Please copy exactly the lines that run from the start of the entries to the line containing "The sampled value", inclusive.
(Data extracts begins)
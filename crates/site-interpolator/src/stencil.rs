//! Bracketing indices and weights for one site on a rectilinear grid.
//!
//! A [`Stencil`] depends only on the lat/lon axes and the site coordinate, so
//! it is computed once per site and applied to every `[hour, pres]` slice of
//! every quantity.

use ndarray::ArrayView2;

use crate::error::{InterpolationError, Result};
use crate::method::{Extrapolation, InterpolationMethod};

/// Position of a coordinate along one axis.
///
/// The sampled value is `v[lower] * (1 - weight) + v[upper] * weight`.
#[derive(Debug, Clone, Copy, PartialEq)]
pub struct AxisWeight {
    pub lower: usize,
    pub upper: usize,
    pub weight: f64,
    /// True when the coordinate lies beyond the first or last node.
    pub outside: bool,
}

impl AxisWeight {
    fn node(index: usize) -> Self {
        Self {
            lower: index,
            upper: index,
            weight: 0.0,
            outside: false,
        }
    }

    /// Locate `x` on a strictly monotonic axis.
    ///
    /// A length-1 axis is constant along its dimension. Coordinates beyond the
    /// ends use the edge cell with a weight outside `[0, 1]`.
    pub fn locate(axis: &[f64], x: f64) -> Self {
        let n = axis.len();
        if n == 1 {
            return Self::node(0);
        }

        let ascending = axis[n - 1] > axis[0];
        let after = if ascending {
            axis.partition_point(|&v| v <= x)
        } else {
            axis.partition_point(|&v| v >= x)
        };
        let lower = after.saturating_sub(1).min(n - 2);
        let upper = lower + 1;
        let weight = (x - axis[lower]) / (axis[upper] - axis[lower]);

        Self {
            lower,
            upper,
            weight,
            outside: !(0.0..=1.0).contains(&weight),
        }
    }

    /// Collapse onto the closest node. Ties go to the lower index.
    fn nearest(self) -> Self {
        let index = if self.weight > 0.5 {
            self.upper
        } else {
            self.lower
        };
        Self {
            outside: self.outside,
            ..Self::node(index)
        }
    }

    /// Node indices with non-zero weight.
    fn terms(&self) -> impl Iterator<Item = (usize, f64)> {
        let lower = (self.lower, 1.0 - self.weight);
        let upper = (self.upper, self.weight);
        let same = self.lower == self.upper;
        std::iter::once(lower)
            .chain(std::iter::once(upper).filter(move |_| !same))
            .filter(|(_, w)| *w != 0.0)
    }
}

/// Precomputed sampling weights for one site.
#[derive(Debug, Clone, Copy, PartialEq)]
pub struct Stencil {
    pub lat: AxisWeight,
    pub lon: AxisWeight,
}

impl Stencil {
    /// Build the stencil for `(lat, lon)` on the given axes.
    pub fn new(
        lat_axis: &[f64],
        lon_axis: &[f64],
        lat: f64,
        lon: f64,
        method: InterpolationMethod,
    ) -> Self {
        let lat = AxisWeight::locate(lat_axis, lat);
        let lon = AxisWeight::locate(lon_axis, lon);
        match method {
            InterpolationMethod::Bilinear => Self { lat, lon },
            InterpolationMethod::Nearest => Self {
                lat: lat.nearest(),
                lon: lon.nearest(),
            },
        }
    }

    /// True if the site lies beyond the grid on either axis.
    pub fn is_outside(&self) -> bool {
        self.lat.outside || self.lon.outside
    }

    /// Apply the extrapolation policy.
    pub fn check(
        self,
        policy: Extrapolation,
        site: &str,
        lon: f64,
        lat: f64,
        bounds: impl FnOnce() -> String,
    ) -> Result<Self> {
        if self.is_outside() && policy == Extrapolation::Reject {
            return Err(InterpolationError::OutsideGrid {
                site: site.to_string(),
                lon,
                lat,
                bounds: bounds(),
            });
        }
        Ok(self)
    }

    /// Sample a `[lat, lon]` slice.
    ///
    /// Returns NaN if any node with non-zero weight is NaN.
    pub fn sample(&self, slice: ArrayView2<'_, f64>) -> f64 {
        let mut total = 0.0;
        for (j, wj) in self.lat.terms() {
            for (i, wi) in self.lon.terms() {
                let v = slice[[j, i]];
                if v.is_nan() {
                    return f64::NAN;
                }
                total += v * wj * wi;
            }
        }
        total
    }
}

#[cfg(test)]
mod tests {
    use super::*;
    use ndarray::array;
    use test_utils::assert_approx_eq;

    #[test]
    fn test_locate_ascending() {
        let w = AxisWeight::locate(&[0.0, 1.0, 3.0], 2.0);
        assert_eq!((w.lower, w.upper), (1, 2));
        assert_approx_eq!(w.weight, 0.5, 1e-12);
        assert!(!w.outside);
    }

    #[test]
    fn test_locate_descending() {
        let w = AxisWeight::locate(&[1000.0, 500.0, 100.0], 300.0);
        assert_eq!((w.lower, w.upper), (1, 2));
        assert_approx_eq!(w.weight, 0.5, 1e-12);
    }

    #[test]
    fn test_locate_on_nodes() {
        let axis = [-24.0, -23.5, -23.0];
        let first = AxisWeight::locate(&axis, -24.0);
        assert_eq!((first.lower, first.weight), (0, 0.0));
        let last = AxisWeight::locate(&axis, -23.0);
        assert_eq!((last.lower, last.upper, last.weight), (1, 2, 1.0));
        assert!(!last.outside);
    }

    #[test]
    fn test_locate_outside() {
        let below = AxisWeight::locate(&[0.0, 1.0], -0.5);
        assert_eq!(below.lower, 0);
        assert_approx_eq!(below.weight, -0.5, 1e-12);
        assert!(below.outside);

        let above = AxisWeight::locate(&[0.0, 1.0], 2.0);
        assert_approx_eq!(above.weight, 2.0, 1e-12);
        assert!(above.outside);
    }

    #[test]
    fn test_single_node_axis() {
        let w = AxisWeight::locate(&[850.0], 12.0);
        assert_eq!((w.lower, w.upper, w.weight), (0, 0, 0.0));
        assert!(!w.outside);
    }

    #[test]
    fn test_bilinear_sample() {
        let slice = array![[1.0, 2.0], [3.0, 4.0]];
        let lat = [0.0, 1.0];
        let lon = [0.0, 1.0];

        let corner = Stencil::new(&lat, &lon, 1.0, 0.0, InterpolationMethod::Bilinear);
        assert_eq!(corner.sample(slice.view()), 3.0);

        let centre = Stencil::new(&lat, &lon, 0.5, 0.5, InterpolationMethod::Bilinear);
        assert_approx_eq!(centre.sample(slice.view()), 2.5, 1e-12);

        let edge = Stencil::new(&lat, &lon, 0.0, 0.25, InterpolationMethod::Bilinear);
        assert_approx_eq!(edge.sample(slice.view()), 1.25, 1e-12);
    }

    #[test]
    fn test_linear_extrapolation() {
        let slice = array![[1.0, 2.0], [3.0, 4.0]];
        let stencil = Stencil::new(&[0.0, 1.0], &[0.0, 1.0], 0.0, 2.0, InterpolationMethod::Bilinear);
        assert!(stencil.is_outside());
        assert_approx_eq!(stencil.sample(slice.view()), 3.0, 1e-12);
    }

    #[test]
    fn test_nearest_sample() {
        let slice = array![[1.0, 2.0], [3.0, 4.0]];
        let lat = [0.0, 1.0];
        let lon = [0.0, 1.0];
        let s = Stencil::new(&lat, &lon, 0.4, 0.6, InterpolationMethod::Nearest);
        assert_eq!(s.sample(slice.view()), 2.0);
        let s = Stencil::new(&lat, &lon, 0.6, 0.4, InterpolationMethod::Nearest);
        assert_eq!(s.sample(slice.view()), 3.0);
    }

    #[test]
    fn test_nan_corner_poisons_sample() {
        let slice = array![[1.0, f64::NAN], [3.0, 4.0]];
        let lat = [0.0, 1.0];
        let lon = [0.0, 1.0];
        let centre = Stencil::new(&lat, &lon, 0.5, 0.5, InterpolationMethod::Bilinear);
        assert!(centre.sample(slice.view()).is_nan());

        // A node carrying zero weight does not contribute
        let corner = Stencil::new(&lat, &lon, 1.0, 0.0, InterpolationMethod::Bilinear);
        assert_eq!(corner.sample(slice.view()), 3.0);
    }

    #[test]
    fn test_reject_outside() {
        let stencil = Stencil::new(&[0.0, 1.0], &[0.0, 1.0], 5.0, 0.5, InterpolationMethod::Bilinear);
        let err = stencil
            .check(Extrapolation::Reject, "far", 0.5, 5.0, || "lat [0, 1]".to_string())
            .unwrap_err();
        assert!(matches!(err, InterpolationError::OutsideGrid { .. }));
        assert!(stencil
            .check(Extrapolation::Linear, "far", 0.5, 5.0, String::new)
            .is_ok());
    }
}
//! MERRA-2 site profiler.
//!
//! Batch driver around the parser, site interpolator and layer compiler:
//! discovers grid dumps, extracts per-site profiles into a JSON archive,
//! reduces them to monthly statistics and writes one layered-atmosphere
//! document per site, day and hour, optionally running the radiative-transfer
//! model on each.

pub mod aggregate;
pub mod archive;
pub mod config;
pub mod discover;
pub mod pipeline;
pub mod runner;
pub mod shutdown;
(Data extracts ends)
* _Output for this exercise_:
filename crates/site-interpolator/src/stencil.rs
//! Bracketing indices and weights for one site on a rectilinear grid.
//!
//! A [`Stencil`] depends only on the lat/lon axes and the site coordinate, so
//! it is computed once per site and applied to every `[hour, pres]` slice of
//! every quantity.

use ndarray::ArrayView2;

use crate::error::{InterpolationError, Result};
use crate::method::{Extrapolation, InterpolationMethod};

/// Position of a coordinate along one axis.
///
/// The sampled value is `v[lower] * (1 - weight) + v[upper] * weight`.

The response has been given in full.